While the Chihuahua’s AKC breed standard allows any solid color (marked or splashed), but you won’t see a solid black Chihuahua very often, and maybe not ever, because it’s fairly rare occurrence.  Genetically, black is a dominant color in the breed, but finding a Chihuahua that is completely black without any markings is quite uncommon. Most black Chihuahuas, in fact, have some white spots on their chests or paws.  

Remember that all dog coat colors start with two basic pigments, those for black (eumelanin) and those for red (pheomelanin). The colors we see are a modification of melanin, or pigmentation cells. Many genes contribute to the changing of cells that create these pigments, and they can make the colors lighter, more intense, or impact how they combine to  create the incredible coat colors and patterns of our breeds.

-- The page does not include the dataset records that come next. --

use thiserror::Error;

pub mod creative_work;
pub mod engagement;
pub mod location;
pub mod order;
pub mod person;
pub mod showtime;
pub mod ticket;

pub use creative_work::{CreativeWork, WorkDetail, WorkKind};
pub use engagement::{Rating, RatingSummary, WatchlistEntry};
pub use location::{City, Region, Venue};
pub use order::{NewOrder, Order, OrderStatus, OrderWithTickets};
pub use person::Person;
pub use showtime::Showtime;
pub use ticket::{NewTicket, Ticket, TicketStatus, TicketValidation};

/// Returned when a stored or user-supplied string names no known variant.
#[derive(Debug, Clone, PartialEq, Eq, Error)]
#[error("unknown {kind} '{value}'")]
pub struct UnknownVariant {
    pub kind: &'static str,
    pub value: String,
}
pub mod qr;
pub mod ticketing;

pub use qr::{QrClaims, QrError, QrSigner};
pub use ticketing::{TicketingService, MAX_TICKETS_PER_ORDER};
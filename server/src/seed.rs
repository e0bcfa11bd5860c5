//! Fixture catalog for development and demo environments.

use chrono::{DateTime, Duration, Utc};
use rust_decimal::Decimal;
use serde::Serialize;
use uuid::Uuid;

use crate::models::{City, CreativeWork, Person, Region, Showtime, Venue, WorkKind};
use crate::store::Store;
use crate::utils::AppResult;

#[derive(Debug, Clone, Default)]
pub struct Fixtures {
    pub regions: Vec<Region>,
    pub cities: Vec<City>,
    pub venues: Vec<Venue>,
    pub persons: Vec<Person>,
    pub works: Vec<CreativeWork>,
    pub showtimes: Vec<Showtime>,
}

#[derive(Debug, Clone, PartialEq, Eq, Serialize)]
pub struct SeedSummary {
    pub regions: usize,
    pub cities: usize,
    pub venues: usize,
    pub persons: usize,
    pub creative_works: usize,
    pub showtimes: usize,
}

impl From<&Fixtures> for SeedSummary {
    fn from(f: &Fixtures) -> Self {
        Self {
            regions: f.regions.len(),
            cities: f.cities.len(),
            venues: f.venues.len(),
            persons: f.persons.len(),
            creative_works: f.works.len(),
            showtimes: f.showtimes.len(),
        }
    }
}

pub const CATALOG_NOT_EMPTY: &str = "Catalog already contains creative works";

/// Insert the fixture catalog. Refused with `Conflict` once any work exists.
pub async fn run(store: &dyn Store) -> AppResult<SeedSummary> {
    let fixtures = catalog(Utc::now());
    store.insert_fixtures(&fixtures).await?;

    let summary = SeedSummary::from(&fixtures);
    tracing::info!(?summary, "Seeded fixture catalog");
    Ok(summary)
}

struct Builder {
    now: DateTime<Utc>,
    fixtures: Fixtures,
}

impl Builder {
    fn region(&mut self, name: &str, slug: &str) -> Uuid {
        let id = Uuid::new_v4();
        self.fixtures.regions.push(Region {
            id,
            name: name.to_string(),
            slug: slug.to_string(),
            created_at: self.now,
        });
        id
    }

    fn city(&mut self, region_id: Uuid, name: &str, slug: &str) -> Uuid {
        let id = Uuid::new_v4();
        self.fixtures.cities.push(City {
            id,
            region_id,
            name: name.to_string(),
            slug: slug.to_string(),
            created_at: self.now,
        });
        id
    }

    fn venue(&mut self, city_id: Uuid, name: &str, address: &str, capacity: i32) -> Uuid {
        let id = Uuid::new_v4();
        self.fixtures.venues.push(Venue {
            id,
            city_id,
            name: name.to_string(),
            address: address.to_string(),
            capacity,
            created_at: self.now,
        });
        id
    }

    fn person(&mut self, full_name: &str, bio: &str) {
        self.fixtures.persons.push(Person {
            id: Uuid::new_v4(),
            full_name: full_name.to_string(),
            bio: Some(bio.to_string()),
            created_at: self.now,
            updated_at: self.now,
        });
    }

    /// `age_days` backdates `created_at` so "newest first" ordering is stable.
    #[allow(clippy::too_many_arguments)]
    fn work(
        &mut self,
        title: &str,
        slug: &str,
        kind: WorkKind,
        description: &str,
        duration_minutes: Option<i32>,
        featured: bool,
        age_days: i64,
    ) -> Uuid {
        let id = Uuid::new_v4();
        let created_at = self.now - Duration::days(age_days);
        self.fixtures.works.push(CreativeWork {
            id,
            title: title.to_string(),
            slug: slug.to_string(),
            kind,
            description: Some(description.to_string()),
            duration_minutes,
            featured,
            created_at,
            updated_at: created_at,
        });
        id
    }

    fn showtime(&mut self, work_id: Uuid, venue_id: Uuid, in_days: i64, price_pence: i64, seats: i32) {
        self.fixtures.showtimes.push(Showtime {
            id: Uuid::new_v4(),
            creative_work_id: work_id,
            venue_id,
            starts_at: self.now + Duration::days(in_days),
            price: Decimal::new(price_pence, 2),
            currency: "GBP".to_string(),
            total_seats: seats,
            available_seats: seats,
            created_at: self.now,
            updated_at: self.now,
        });
    }
}

/// Build the fixture catalog relative to `now`.
pub fn catalog(now: DateTime<Utc>) -> Fixtures {
    let mut b = Builder {
        now,
        fixtures: Fixtures::default(),
    };

    let london_region = b.region("Greater London", "greater-london");
    let scotland = b.region("Scotland", "scotland");

    let london = b.city(london_region, "London", "london");
    let edinburgh = b.city(scotland, "Edinburgh", "edinburgh");
    let glasgow = b.city(scotland, "Glasgow", "glasgow");

    let riverside = b.venue(london, "Riverside Cinema", "12 Bankside Walk, London", 180);
    let lyceum = b.venue(edinburgh, "Old Lyceum Theatre", "30 Grindlay Street, Edinburgh", 650);
    let hall = b.venue(glasgow, "Barrowfield Hall", "244 Gallowgate, Glasgow", 1200);
    let gallery = b.venue(edinburgh, "Canongate Gallery", "5 Canongate, Edinburgh", 90);

    b.person("Ines Marlow", "Director of coastal dramas for stage and screen.");
    b.person("Callum Reid", "Conductor of the Northern Strings ensemble.");
    b.person("Amara Okafor", "Paper artist and installation designer.");
    b.person("Tomasz Wren", "Actor, known for long-form stage work.");

    let long_light = b.work(
        "The Long Light",
        "the-long-light",
        WorkKind::Film,
        "A lighthouse keeper's last winter on a northern island.",
        Some(118),
        true,
        1,
    );
    let harbour = b.work(
        "Harbour Walls",
        "harbour-walls",
        WorkKind::Play,
        "A family drama set in a fishing town.",
        Some(135),
        true,
        2,
    );
    let strings = b.work(
        "Northern Strings: Winter Programme",
        "northern-strings-winter",
        WorkKind::Concert,
        "Chamber works for strings by Nordic and Scottish composers.",
        Some(95),
        false,
        3,
    );
    let paper = b.work(
        "Paper Cities",
        "paper-cities",
        WorkKind::Exhibition,
        "Cut-paper models of cities that never existed.",
        None,
        false,
        4,
    );

    b.showtime(long_light, riverside, 3, 1250, 180);
    b.showtime(long_light, riverside, 4, 1250, 180);
    b.showtime(harbour, lyceum, 7, 3200, 650);
    b.showtime(strings, hall, 10, 2800, 1200);
    b.showtime(paper, gallery, 1, 800, 90);

    b.fixtures
}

In the case of a solid black Chihuahua, their coat color is a result of specific genetic variations that can be categorized into two main factors: First is the presence of the dominant black gene (K) that is responsible for the presence of black pigmentation in the coat. As we wrote earlier, this gene is expressed as a dominant trait, and this means that even if a Chihuahua carries one copy of the gene, it will display a black coat color. KK, Kk(br), and Kk(y) will all express the same unless bleed-through is thrown into the mix, in which case, Kk(br) will have brindling in their bleed–through, but KK and Kk(y) will still express the same as each other). The genetics that control bleedthrough are not currently known.

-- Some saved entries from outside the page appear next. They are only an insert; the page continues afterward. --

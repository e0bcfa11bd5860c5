//! Signed QR payloads printed on tickets.
//!
//! A payload looks like `MRQ1.<body>.<signature>` where `body` is the
//! base64url-encoded `ticket_number|order_number` and `signature` the
//! base64url-encoded HMAC-SHA256 of the body.

use base64::engine::general_purpose::URL_SAFE_NO_PAD;
use base64::Engine;
use hmac::{Hmac, Mac};
use sha2::Sha256;
use thiserror::Error;

type HmacSha256 = Hmac<Sha256>;

const PREFIX: &str = "MRQ1";

#[derive(Debug, Clone, PartialEq, Eq, Error)]
pub enum QrError {
    #[error("QR payload is malformed")]
    Malformed,

    #[error("QR payload signature does not match")]
    BadSignature,
}

/// What a verified payload vouches for.
#[derive(Debug, Clone, PartialEq, Eq)]
pub struct QrClaims {
    pub ticket_number: String,
    pub order_number: String,
}

#[derive(Clone)]
pub struct QrSigner {
    key: Vec<u8>,
}

impl QrSigner {
    pub fn new(secret: impl AsRef<[u8]>) -> Self {
        Self {
            key: secret.as_ref().to_vec(),
        }
    }

    fn mac(&self) -> HmacSha256 {
        HmacSha256::new_from_slice(&self.key).expect("HMAC accepts any key length")
    }

    pub fn sign(&self, ticket_number: &str, order_number: &str) -> String {
        let body = URL_SAFE_NO_PAD.encode(format!("{ticket_number}|{order_number}"));

        let mut mac = self.mac();
        mac.update(body.as_bytes());
        let signature = URL_SAFE_NO_PAD.encode(mac.finalize().into_bytes());

        format!("{PREFIX}.{body}.{signature}")
    }

    pub fn verify(&self, payload: &str) -> Result<QrClaims, QrError> {
        let mut parts = payload.trim().split('.');
        let (Some(PREFIX), Some(body), Some(signature), None) =
            (parts.next(), parts.next(), parts.next(), parts.next())
        else {
            return Err(QrError::Malformed);
        };

        let signature = URL_SAFE_NO_PAD
            .decode(signature)
            .map_err(|_| QrError::Malformed)?;
        let mut mac = self.mac();
        mac.update(body.as_bytes());
        mac.verify_slice(&signature)
            .map_err(|_| QrError::BadSignature)?;

        let decoded = URL_SAFE_NO_PAD.decode(body).map_err(|_| QrError::Malformed)?;
        let decoded = String::from_utf8(decoded).map_err(|_| QrError::Malformed)?;
        let (ticket_number, order_number) = decoded.split_once('|').ok_or(QrError::Malformed)?;

        Ok(QrClaims {
            ticket_number: ticket_number.to_string(),
            order_number: order_number.to_string(),
        })
    }
}

#[cfg(test)]
mod tests {
    use super::*;

    #[test]
    fn test_signed_payload_verifies() {
        let signer = QrSigner::new("secret");
        let payload = signer.sign("TKT-ABCDEF0123", "ORD-20250314-0A1B2C3D");

        assert!(payload.starts_with("MRQ1."));
        assert_eq!(
            signer.verify(&payload),
            Ok(QrClaims {
                ticket_number: "TKT-ABCDEF0123".to_string(),
                order_number: "ORD-20250314-0A1B2C3D".to_string(),
            })
        );
    }

    #[test]
    fn test_other_key_is_rejected() {
        let payload = QrSigner::new("secret").sign("TKT-1", "ORD-1");
        assert_eq!(
            QrSigner::new("another").verify(&payload),
            Err(QrError::BadSignature)
        );
    }

    #[test]
    fn test_tampered_body_is_rejected() {
        let signer = QrSigner::new("secret");
        let payload = signer.sign("TKT-1", "ORD-1");
        let forged_body = URL_SAFE_NO_PAD.encode("TKT-2|ORD-1");
        let signature = payload.rsplit('.').next().unwrap();

        assert_eq!(
            signer.verify(&format!("MRQ1.{forged_body}.{signature}")),
            Err(QrError::BadSignature)
        );
    }

    #[test]
    fn test_garbage_is_malformed() {
        let signer = QrSigner::new("secret");
        assert_eq!(signer.verify(""), Err(QrError::Malformed));
        assert_eq!(signer.verify("TKT-ABCDEF0123"), Err(QrError::Malformed));
        assert_eq!(signer.verify("XXX1.a.b"), Err(QrError::Malformed));
        assert_eq!(signer.verify("MRQ1.a.b.c"), Err(QrError::Malformed));
    }
}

The other factor that contributes to an all black Chihuahua is the suppression of other color genes that are responsible for producing other coat colors, such as fawn, chocolate, or cream. These are suppressed in all black Chihuahuas which results in the absence of any other color pigmentations in the coat.

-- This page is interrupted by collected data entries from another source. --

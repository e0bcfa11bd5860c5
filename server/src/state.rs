use std::sync::Arc;

use crate::config::Config;
use crate::services::{QrSigner, TicketingService};
use crate::store::Store;

/// Shared state handed to every handler; cheap to clone.
#[derive(Clone)]
pub struct AppState {
    pub store: Arc<dyn Store>,
    pub config: Arc<Config>,
    pub ticketing: TicketingService,
}

impl AppState {
    pub fn new(store: Arc<dyn Store>, config: Config) -> Self {
        let ticketing = TicketingService::new(store.clone(), QrSigner::new(&config.qr_secret));
        Self {
            store,
            config: Arc::new(config),
            ticketing,
        }
    }
}
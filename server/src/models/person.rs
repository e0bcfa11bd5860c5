use chrono::{DateTime, Utc};
use serde::{Deserialize, Serialize};
use sqlx::FromRow;
use uuid::Uuid;

/// Directors, performers and artists credited on creative works.
#[derive(Debug, Clone, Serialize, Deserialize, FromRow)]
pub struct Person {
    pub id: Uuid,
    pub full_name: String,
    pub bio: Option<String>,
    pub created_at: DateTime<Utc>,
    pub updated_at: DateTime<Utc>,
}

Certainly, breeders have a huge impact on coat colors by selectively breeding for one color or another by choosing as parents a sire and dam who carry the dominant black gene (the genotype) and show it as what we can see (the phenotype). Mind you, pairing two black Chihuahuas together for the sake of color is a really bad idea because responsible breeders put health, soundness, type, and temperament over coat color. All black Chihuahuas are rare primarily because most have a small amount of white — a common occurrence in many breeds with black color (Belgian sheepdogs, Labradors, Danes) where a spot or splash of white on the chest or toes can occur. In Chihuahuas, because solid black hasn’t been preferred over black and white, this characteristic is more common in black Chihuahuas and breeding away from the white spotting requires effort and selection – but no more than breeding for an intense red in a black and red Chihuahua vice a black and tan (less intense coloring)

Read more about the K Locus (Dominant Black) gene here and here.

Our post title is in reference to the song, “Black Cadillac,” by Shinedown, and a nod to a breed many consider to the the “cadillac”of toy breeds.